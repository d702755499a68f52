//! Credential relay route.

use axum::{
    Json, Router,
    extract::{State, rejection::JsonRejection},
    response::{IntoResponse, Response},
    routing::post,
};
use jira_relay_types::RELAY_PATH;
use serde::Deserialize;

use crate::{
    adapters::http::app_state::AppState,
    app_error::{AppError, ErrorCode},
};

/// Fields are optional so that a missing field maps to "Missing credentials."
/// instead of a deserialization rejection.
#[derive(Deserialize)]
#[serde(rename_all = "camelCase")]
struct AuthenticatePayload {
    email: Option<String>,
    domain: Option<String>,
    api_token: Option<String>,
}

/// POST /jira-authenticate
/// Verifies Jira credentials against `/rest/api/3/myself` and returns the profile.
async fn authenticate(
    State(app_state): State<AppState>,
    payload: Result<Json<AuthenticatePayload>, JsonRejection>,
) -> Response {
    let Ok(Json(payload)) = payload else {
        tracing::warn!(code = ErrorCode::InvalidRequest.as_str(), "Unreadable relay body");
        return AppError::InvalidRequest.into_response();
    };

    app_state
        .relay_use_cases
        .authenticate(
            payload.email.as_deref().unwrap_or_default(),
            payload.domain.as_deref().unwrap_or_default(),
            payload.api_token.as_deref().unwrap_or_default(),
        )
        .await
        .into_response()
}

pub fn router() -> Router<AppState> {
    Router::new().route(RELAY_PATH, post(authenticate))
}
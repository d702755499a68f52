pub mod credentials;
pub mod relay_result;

▶ [PROBLEM STATEMENT]:
Output the listing above in full. Every line must match.

▶ [SOLUTION FOR THIS PROBLEM]:
repository d702755499a68f52
//! Credential relay route.

use axum::{
    Json, Router,
    extract::{State, rejection::JsonRejection},
    response::{IntoResponse, Response},
    routing::post,
};
use jira_relay_types::RELAY_PATH;
use serde::Deserialize;

use crate::{
    adapters::http::app_state::AppState,
    app_error::{AppError, ErrorCode},
};

/// Fields are optional so that a missing field maps to "Missing credentials."
/// instead of a deserialization rejection.
#[derive(Deserialize)]
#[serde(rename_all = "camelCase")]
struct AuthenticatePayload {
    email: Option<String>,
    domain: Option<String>,
    api_token: Option<String>,
}

/// POST /jira-authenticate
/// Verifies Jira credentials against `/rest/api/3/myself` and returns the profile.
async fn authenticate(
    State(app_state): State<AppState>,
    payload: Result<Json<AuthenticatePayload>, JsonRejection>,
) -> Response {
    let Ok(Json(payload)) = payload else {
        tracing::warn!(code = ErrorCode::InvalidRequest.as_str(), "Unreadable relay body");
        return AppError::InvalidRequest.into_response();
    };

    app_state
        .relay_use_cases
        .authenticate(
            payload.email.as_deref().unwrap_or_default(),
            payload.domain.as_deref().unwrap_or_default(),
            payload.api_token.as_deref().unwrap_or_default(),
        )
        .await
        .into_response()
}

pub fn router() -> Router<AppState> {
    Router::new().route(RELAY_PATH, post(authenticate))
}
repository d702755499a68f52
pub mod credentials;
pub mod relay_result;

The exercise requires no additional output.